Belum sampai 10 menit, saya dan suami dikejutkan dengan Aya yang tiba-tiba kejang. Tubuhnya mendadak kaku lalu mata mendelik ke atas, tampak seperti kehilangan kesadaran dan kesulitan bernapas. 

Seketika saya menjadi amat sangat panik, namun tetap berusaha mengusai diri. Saya sangat khawatir dan ketakutan sampai tak kuasa menahan tangis melihat kondisi Aya yang sedang kejang.
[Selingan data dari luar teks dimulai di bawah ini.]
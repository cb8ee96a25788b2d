// Captcha session state machine: banner detection -> name resolution -> marker tracking
use super::assets::TemplateAssets;
use super::config::SessionConfig;
use super::types::{AbortReason, FrameOutcome, SessionEvent, SessionState};
use crate::error::{CaptchaError, CaptchaResult};
use crate::names::{NameCatalog, ResolvedName, select_name};
use crate::ocr::{RecognizedText, TextRecognizer};
use crate::preprocess::FramePreprocessor;
use crate::template_matching::{Match, TemplateMatcher};
use crate::tracking::{MarkerTracker, TrackedPosition};
use image::RgbImage;
use image::imageops::{self, FilterType};
use std::sync::Arc;

/// One captcha session per frame stream. Frames must be fed strictly in order;
/// the session mutates its state in place.
pub struct CaptchaSession {
    config: SessionConfig,
    assets: TemplateAssets,
    catalog: NameCatalog,
    recognizer: Arc<dyn TextRecognizer>,
    preprocessor: Arc<dyn FramePreprocessor>,
    matcher: TemplateMatcher,
    state: SessionState,
    target_name: Option<ResolvedName>,
    tracker: MarkerTracker,
    // Events of the frame being processed
    events: Vec<SessionEvent>,
}

impl CaptchaSession {
    pub fn new(
        config: SessionConfig,
        assets: TemplateAssets,
        catalog: NameCatalog,
        recognizer: Arc<dyn TextRecognizer>,
        preprocessor: Arc<dyn FramePreprocessor>,
    ) -> Self {
        Self {
            config,
            assets,
            catalog,
            recognizer,
            preprocessor,
            matcher: TemplateMatcher::new(),
            state: SessionState::Idle,
            target_name: None,
            tracker: MarkerTracker::new(),
            events: Vec::new(),
        }
    }

    pub fn state(&self) -> SessionState {
        self.state
    }

    /// Creature being tracked, when not `Idle`
    pub fn target_name(&self) -> Option<&ResolvedName> {
        self.target_name.as_ref()
    }

    pub fn tracked_position(&self) -> Option<TrackedPosition> {
        self.tracker.position()
    }

    pub fn config(&self) -> &SessionConfig {
        &self.config
    }

    /// Advance the state machine by one frame
    pub async fn process_frame(&mut self, frame: &RgbImage) -> FrameOutcome {
        let mut target = None;

        match self.state {
            SessionState::Idle => {
                if self.banner_present(frame) {
                    self.change_state(SessionState::ChallengeDetected);
                    match self.setup_challenge(frame).await {
                        Ok(()) => {}
                        Err(reason) => self.abort(reason),
                    }
                }
            }
            SessionState::ChallengeDetected => {
                // Setup always leaves this state on the frame that entered it
                log::warn!("⚠️ Session found mid-setup on a new frame, aborting challenge");
                self.abort(AbortReason::Reset);
            }
            SessionState::Tracking => {
                target = self.track(frame);
            }
        }

        debug_assert_eq!(
            self.tracker.position().is_some(),
            self.state != SessionState::Idle,
            "tracked position must exist exactly when a challenge is active"
        );

        FrameOutcome {
            state: self.state,
            target,
            events: std::mem::take(&mut self.events),
        }
    }

    /// Drop any active challenge (caller reset or end of stream)
    pub fn reset(&mut self) -> Vec<SessionEvent> {
        if self.state != SessionState::Idle {
            log::info!("🔄 Session reset by caller");
            self.abort(AbortReason::Reset);
        }
        std::mem::take(&mut self.events)
    }

    /// Idle check: does the top banner match clear the presence threshold?
    fn banner_present(&self, frame: &RgbImage) -> bool {
        let view = self.preprocessor.banner_view(frame);
        let best = self
            .matcher
            .find_best(&view.image, self.assets.banner(), &self.config.banner);

        match best {
            Some(m) if m.score > self.config.presence_threshold => {
                log::debug!("🚩 Banner match {m} (origin {:?})", view.origin);
                true
            }
            Some(m) => {
                log::debug!(
                    "👀 Banner best score {:.3} <= {:.3}",
                    m.score,
                    self.config.presence_threshold
                );
                false
            }
            None => false,
        }
    }

    /// ChallengeDetected: read the name, find the creature icon, seed the tracker
    async fn setup_challenge(&mut self, frame: &RgbImage) -> Result<(), AbortReason> {
        let text_view = self.ocr_input(frame);
        let hypotheses = self.recognize(text_view).await?;
        log::debug!(
            "📝 OCR hypotheses: {:?}",
            hypotheses.iter().map(|h| h.text.as_str()).collect::<Vec<_>>()
        );

        let hit = select_name(
            &hypotheses,
            &self.config.name_selection,
            &self.catalog,
            self.config.max_name_distance,
        )
        .ok_or_else(|| CaptchaError::NoConfidentName {
            text: hypotheses
                .iter()
                .map(|h| h.text.as_str())
                .collect::<Vec<_>>()
                .join(" "),
        })?;
        let name = hit.name;
        log::info!(
            "🔤 Challenge asks for '{}' (read '{}', distance {})",
            name.canonical,
            hit.source.text,
            name.distance
        );

        let view = self.preprocessor.marker_view(frame);
        let creature = self.assets.creature(&name.canonical)?;
        let (dx, dy) = (view.origin.0 as i32, view.origin.1 as i32);
        let seed = self
            .matcher
            .find_best(&view.image, creature, &self.config.creature)
            .map(|m| m.translated(dx, dy))
            .ok_or_else(|| AbortReason::CreatureNotVisible {
                name: name.canonical.clone(),
            })?;

        let seed = TrackedPosition::from(&seed);
        self.tracker.seed(seed);
        self.target_name = Some(name.clone());
        self.change_state(SessionState::Tracking);
        self.events.push(SessionEvent::ChallengeStarted { name, seed });
        Ok(())
    }

    /// Tracking: re-anchor to the nearest marker when enough markers are visible
    fn track(&mut self, frame: &RgbImage) -> Option<TrackedPosition> {
        let view = self.preprocessor.marker_view(frame);
        let (dx, dy) = (view.origin.0 as i32, view.origin.1 as i32);
        let markers: Vec<Match> = self
            .matcher
            .find_with(&view.image, self.assets.marker(), &self.config.marker)
            .into_iter()
            .map(|m| m.translated(dx, dy))
            .collect();

        if markers.len() < self.config.min_marker_candidates {
            log::debug!(
                "👀 {} marker(s) visible, need {} - keeping last position",
                markers.len(),
                self.config.min_marker_candidates
            );
            return None;
        }

        let position = self.tracker.reanchor(&markers)?;
        self.events.push(SessionEvent::TargetUpdated(position));
        Some(position)
    }

    /// Text view handed to the recognizer, downscaled as configured
    fn ocr_input(&self, frame: &RgbImage) -> RgbImage {
        let view = self.preprocessor.text_view(frame);
        let scale = self.config.ocr_downscale;
        if (scale - 1.0).abs() <= f32::EPSILON {
            return view;
        }
        let width = ((view.width() as f32 * scale).round() as u32).max(1);
        let height = ((view.height() as f32 * scale).round() as u32).max(1);
        imageops::resize(&view, width, height, FilterType::Triangle)
    }

    /// Run the recognizer off the async thread, bounded by the configured timeout
    async fn recognize(&self, image: RgbImage) -> CaptchaResult<Vec<RecognizedText>> {
        let recognizer = Arc::clone(&self.recognizer);
        let duration = self.config.recognizer_timeout();
        let task = tokio::task::spawn_blocking(move || recognizer.recognize(&image));

        match tokio::time::timeout(duration, task).await {
            Ok(joined) => joined?,
            Err(_) => Err(CaptchaError::RecognizerTimeout { duration }),
        }
    }

    fn abort(&mut self, reason: AbortReason) {
        log::warn!("🛑 Challenge aborted: {:?}", reason);
        self.tracker.clear();
        self.target_name = None;
        self.events.push(SessionEvent::ChallengeAborted { reason });
        self.change_state(SessionState::Idle);
    }

    fn change_state(&mut self, new_state: SessionState) {
        if self.state == new_state {
            return;
        }
        debug_assert!(
            self.state.can_transition_to(new_state),
            "illegal session transition {:?} -> {:?}",
            self.state,
            new_state
        );
        log::info!("🎮 Captcha session state: {:?} -> {:?}", self.state, new_state);
        self.state = new_state;
        self.events.push(SessionEvent::StateChanged(new_state));
    }
}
Pikiran saya sudah kacau, takut sampai terjadi hal-hal yang tidak diinginkan pada buah hati kami. 

Di tengah kekalutan itu, saya masih mampu mengingat penanganan pertama yang harus dilakukan ketika anak kejang. Saya baringkan Aya di tempat yang datar, kemudian tubuhnya saya miringkan sambil terus mengelus punggung dan memanggil namanya dengan lembut dengan harapan agar ia cepat tersadar. 

Ayahnya juga tak kalah cemas di tengah situasi itu, dia sampai meminta tolong kepada orang tuanya untuk memanggilkan nakes yang rumahnya tidak jauh dari kami. Tidak ada faskes terdekat yang dapat kami kunjungi malam itu, jikapun ada lokasinya jauh dan tidak buka 24 jam. Begitulah situasi di kampung. 

Alhasil, yang kemudian bertandang malahan orang pintar atau paranormal. Mertua saya sempat beranggapan anak kami ketempelan atau sedang diganggu makhluk gaib. 

Saya menelan ludah dan menarik napas panjang. Untungnya Aya sudah sadar dari kejangnya saat orang pintar itu datang. Kejang yang dialami Aya berlangsung selama lebih kurang 5 menit. 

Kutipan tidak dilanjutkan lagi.